-- Given information --
*** Begin section ***

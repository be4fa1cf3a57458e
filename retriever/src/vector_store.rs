//! Vector store client
//!
//! Talks to a Milvus-compatible RESTful v2 API: collection existence checks,
//! hybrid (multi-channel, server-fused) search and single-channel search.

use crate::config::VectorStoreConfig;
use crate::error::{Result, RetrieverError};
use crate::search::{
    ChannelParams, ChannelQuery, HybridSearchRequest, Record, RecordId, Reranker, SearchChannel,
};
use async_trait::async_trait;
use reqwest::header::{HeaderMap, HeaderValue, AUTHORIZATION};
use serde::{Deserialize, Serialize};
use serde_json::{json, Map, Value};
use std::time::{Duration, Instant};
use tracing::{debug, info, warn};

const HAS_COLLECTION_PATH: &str = "/v2/vectordb/collections/has";
const HYBRID_SEARCH_PATH: &str = "/v2/vectordb/entities/hybrid_search";
const SEARCH_PATH: &str = "/v2/vectordb/entities/search";

/// Store error code for a missing collection.
const CODE_COLLECTION_NOT_FOUND: i64 = 100;

const ID_KEY: &str = "id";
const DISTANCE_KEY: &str = "distance";

#[async_trait]
pub trait VectorStore: Send + Sync {
    async fn has_collection(&self, name: &str) -> Result<bool>;

    /// Runs every channel and returns the store-fused ranking.
    async fn hybrid_search(&self, request: &HybridSearchRequest) -> Result<Vec<Record>>;

    /// Runs one channel and returns its candidates in rank order.
    async fn search(
        &self,
        collection: &str,
        channel: &SearchChannel,
        output_fields: &[String],
    ) -> Result<Vec<Record>>;
}

#[derive(Debug, Deserialize)]
struct Envelope {
    #[serde(default)]
    code: i64,
    #[serde(default)]
    message: String,
    #[serde(default)]
    data: Value,
}

#[derive(Debug, Deserialize)]
struct HasCollectionData {
    has: bool,
}

#[derive(Debug, Serialize)]
#[serde(rename_all = "camelCase")]
struct HasCollectionBody<'a> {
    collection_name: &'a str,
}

/// One channel of a hybrid search. The hybrid endpoint reads per-channel
/// tuning from `params`.
#[derive(Debug, Serialize)]
#[serde(rename_all = "camelCase")]
struct AnnSearch {
    data: Vec<Value>,
    anns_field: String,
    limit: usize,
    #[serde(skip_serializing_if = "Option::is_none")]
    params: Option<Value>,
}

#[derive(Debug, Serialize)]
#[serde(rename_all = "camelCase")]
struct HybridSearchBody<'a> {
    collection_name: &'a str,
    search: Vec<AnnSearch>,
    rerank: Value,
    limit: usize,
    output_fields: &'a [String],
}

/// Single-channel search; the same tuning goes under `searchParams` here.
#[derive(Debug, Serialize)]
#[serde(rename_all = "camelCase")]
struct SearchBody<'a> {
    collection_name: &'a str,
    data: Vec<Value>,
    anns_field: &'a str,
    limit: usize,
    #[serde(skip_serializing_if = "Option::is_none")]
    search_params: Option<Value>,
    output_fields: &'a [String],
}

fn channel_data(channel: &SearchChannel) -> Vec<Value> {
    let data = match &channel.query {
        ChannelQuery::Dense(vector) => json!(vector),
        ChannelQuery::Sparse(text) => json!(text),
    };
    vec![data]
}

/// `{"params": {...}}` for a channel with tuning, `None` otherwise.
fn channel_tuning(params: &ChannelParams) -> Option<Value> {
    if params.is_empty() {
        return None;
    }
    let mut tuning = Map::new();
    if let Some(drop_ratio) = params.drop_ratio {
        tuning.insert("drop_ratio_search".to_string(), json!(wire_ratio(drop_ratio)));
    }
    if let Some(nprobe) = params.nprobe {
        tuning.insert("nprobe".to_string(), json!(nprobe));
    }
    Some(json!({ "params": tuning }))
}

/// Widens to f64 at six decimal places so 0.2 goes out as 0.2, not
/// 0.20000000298023224.
fn wire_ratio(ratio: f32) -> f64 {
    (f64::from(ratio) * 1e6).round() / 1e6
}

fn ann_search(channel: &SearchChannel) -> AnnSearch {
    AnnSearch {
        data: channel_data(channel),
        anns_field: channel.field.clone(),
        limit: channel.top_k,
        params: channel_tuning(&channel.params),
    }
}

fn rerank_directive(reranker: Reranker) -> Value {
    match reranker {
        Reranker::Rrf { k } => json!({ "strategy": "rrf", "params": { "k": k } }),
    }
}

/// Decodes result rows: the primary key, the distance/score, and every
/// other column as an output field.
fn decode_rows(data: Value) -> Result<Vec<Record>> {
    let rows = match data {
        Value::Array(rows) => rows,
        Value::Null => return Ok(vec![]),
        other => {
            return Err(RetrieverError::StoreUnavailable(format!(
                "unexpected search result shape: {}",
                other
            )))
        }
    };

    rows.into_iter()
        .map(|row| {
            let Value::Object(mut fields) = row else {
                return Err(RetrieverError::StoreUnavailable(
                    "search result row is not an object".to_string(),
                ));
            };
            let id: RecordId = fields
                .remove(ID_KEY)
                .ok_or_else(|| RetrieverError::StoreUnavailable("search result row has no id".to_string()))
                .and_then(|id| {
                    serde_json::from_value(id)
                        .map_err(|e| RetrieverError::StoreUnavailable(format!("invalid record id: {}", e)))
                })?;
            let score = fields
                .remove(DISTANCE_KEY)
                .and_then(|d| d.as_f64())
                .unwrap_or_default() as f32;
            Ok(Record { id, score, fields })
        })
        .collect()
}

#[derive(Clone)]
pub struct MilvusClient {
    client: reqwest::Client,
    base_url: String,
}

/// A request the store understood but refused.
struct StoreRejection {
    code: i64,
    message: String,
}

impl MilvusClient {
    pub fn new(config: &VectorStoreConfig) -> Result<Self> {
        let mut headers = HeaderMap::new();
        if let Some(token) = &config.token {
            let value = HeaderValue::from_str(&format!("Bearer {}", token))
                .map_err(|e| RetrieverError::StoreUnavailable(format!("invalid token: {}", e)))?;
            headers.insert(AUTHORIZATION, value);
        }

        let client = reqwest::Client::builder()
            .timeout(Duration::from_secs(config.timeout_secs))
            .default_headers(headers)
            .build()
            .map_err(|e| RetrieverError::StoreUnavailable(format!("failed to build HTTP client: {}", e)))?;

        info!("Vector store client ready: {}", config.url);

        Ok(Self {
            client,
            base_url: config.url.trim_end_matches('/').to_string(),
        })
    }

    /// POSTs `body` and unwraps the `{code, message, data}` envelope.
    /// Transport and decoding failures are errors; a non-zero `code` is
    /// handed back for the caller to classify.
    async fn call<B: Serialize + ?Sized>(
        &self,
        path: &str,
        body: &B,
    ) -> Result<std::result::Result<Value, StoreRejection>> {
        let started = Instant::now();
        let outcome = self.send(path, body).await;

        match &outcome {
            Ok(Ok(_)) => debug!("Vector store {} ok in {:?}", path, started.elapsed()),
            Ok(Err(rejection)) => debug!(
                "Vector store {} rejected in {:?}: code={}, message={}",
                path,
                started.elapsed(),
                rejection.code,
                rejection.message
            ),
            Err(e) => warn!("Vector store {} failed in {:?}: {}", path, started.elapsed(), e),
        }
        outcome
    }

    async fn send<B: Serialize + ?Sized>(
        &self,
        path: &str,
        body: &B,
    ) -> Result<std::result::Result<Value, StoreRejection>> {
        let url = format!("{}{}", self.base_url, path);
        let resp = self
            .client
            .post(url)
            .json(body)
            .send()
            .await
            .map_err(classify)?;

        let status = resp.status();
        if !status.is_success() {
            let error_text = resp.text().await.unwrap_or_default();
            return Err(RetrieverError::StoreUnavailable(format!(
                "vector store returned {}: {}",
                status, error_text
            )));
        }

        let envelope: Envelope = resp.json().await.map_err(classify)?;
        if envelope.code == 0 {
            Ok(Ok(envelope.data))
        } else {
            Ok(Err(StoreRejection {
                code: envelope.code,
                message: envelope.message,
            }))
        }
    }
}

fn classify(err: reqwest::Error) -> RetrieverError {
    if err.is_timeout() {
        RetrieverError::Timeout(format!("vector store request: {}", err))
    } else {
        RetrieverError::StoreUnavailable(err.to_string())
    }
}

fn search_rejection(collection: &str, rejection: StoreRejection) -> RetrieverError {
    if rejection.code == CODE_COLLECTION_NOT_FOUND {
        RetrieverError::CollectionNotFound(collection.to_string())
    } else {
        RetrieverError::Channel(format!("code {}: {}", rejection.code, rejection.message))
    }
}

#[async_trait]
impl VectorStore for MilvusClient {
    async fn has_collection(&self, name: &str) -> Result<bool> {
        let body = HasCollectionBody {
            collection_name: name,
        };
        match self.call(HAS_COLLECTION_PATH, &body).await? {
            Ok(data) => {
                let data: HasCollectionData = serde_json::from_value(data).map_err(|e| {
                    RetrieverError::StoreUnavailable(format!("malformed has-collection reply: {}", e))
                })?;
                Ok(data.has)
            }
            Err(rejection) => Err(RetrieverError::StoreUnavailable(format!(
                "has-collection refused with code {}: {}",
                rejection.code, rejection.message
            ))),
        }
    }

    async fn hybrid_search(&self, request: &HybridSearchRequest) -> Result<Vec<Record>> {
        let body = HybridSearchBody {
            collection_name: request.collection(),
            search: request.channels().iter().map(ann_search).collect(),
            rerank: rerank_directive(request.reranker()),
            limit: request.limit(),
            output_fields: request.output_fields(),
        };

        let data = self
            .call(HYBRID_SEARCH_PATH, &body)
            .await?
            .map_err(|rejection| search_rejection(request.collection(), rejection))?;

        let mut records = decode_rows(data)?;
        records.truncate(request.limit());
        Ok(records)
    }

    async fn search(
        &self,
        collection: &str,
        channel: &SearchChannel,
        output_fields: &[String],
    ) -> Result<Vec<Record>> {
        let body = SearchBody {
            collection_name: collection,
            data: channel_data(channel),
            anns_field: &channel.field,
            limit: channel.top_k,
            search_params: channel_tuning(&channel.params),
            output_fields,
        };

        let data = self
            .call(SEARCH_PATH, &body)
            .await?
            .map_err(|rejection| search_rejection(collection, rejection))?;

        let mut records = decode_rows(data)?;
        records.truncate(channel.top_k);
        Ok(records)
    }
}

*** End section ***

-- Activity --
Copy every line in the records above that contains the word "ChannelParams".

-- Output of the task --
    ChannelParams, ChannelQuery, HybridSearchRequest, Record, RecordId, Reranker, SearchChannel,
fn channel_tuning(params: &ChannelParams) -> Option<Value> {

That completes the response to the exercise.